● Activity
Wherever a line in the data holds the word "index", pull that line out.

● The data

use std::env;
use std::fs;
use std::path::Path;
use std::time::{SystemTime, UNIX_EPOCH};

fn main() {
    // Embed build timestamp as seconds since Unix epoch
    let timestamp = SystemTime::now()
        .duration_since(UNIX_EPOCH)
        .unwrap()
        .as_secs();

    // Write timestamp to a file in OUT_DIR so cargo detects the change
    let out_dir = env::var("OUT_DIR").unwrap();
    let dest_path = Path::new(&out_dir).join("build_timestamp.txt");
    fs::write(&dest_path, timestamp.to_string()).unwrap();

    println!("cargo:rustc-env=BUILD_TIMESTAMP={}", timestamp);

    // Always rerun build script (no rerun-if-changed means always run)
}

...

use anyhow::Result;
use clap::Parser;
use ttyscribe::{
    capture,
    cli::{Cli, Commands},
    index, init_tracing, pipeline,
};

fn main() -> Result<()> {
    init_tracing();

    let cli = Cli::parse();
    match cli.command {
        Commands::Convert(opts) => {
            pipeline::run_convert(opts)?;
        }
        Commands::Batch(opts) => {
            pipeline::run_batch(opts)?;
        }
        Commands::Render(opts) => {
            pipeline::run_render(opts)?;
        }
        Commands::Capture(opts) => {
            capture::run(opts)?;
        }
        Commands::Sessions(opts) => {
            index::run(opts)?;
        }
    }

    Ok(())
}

● Result of the exercise
    index, init_tracing, pipeline,
            index::run(opts)?;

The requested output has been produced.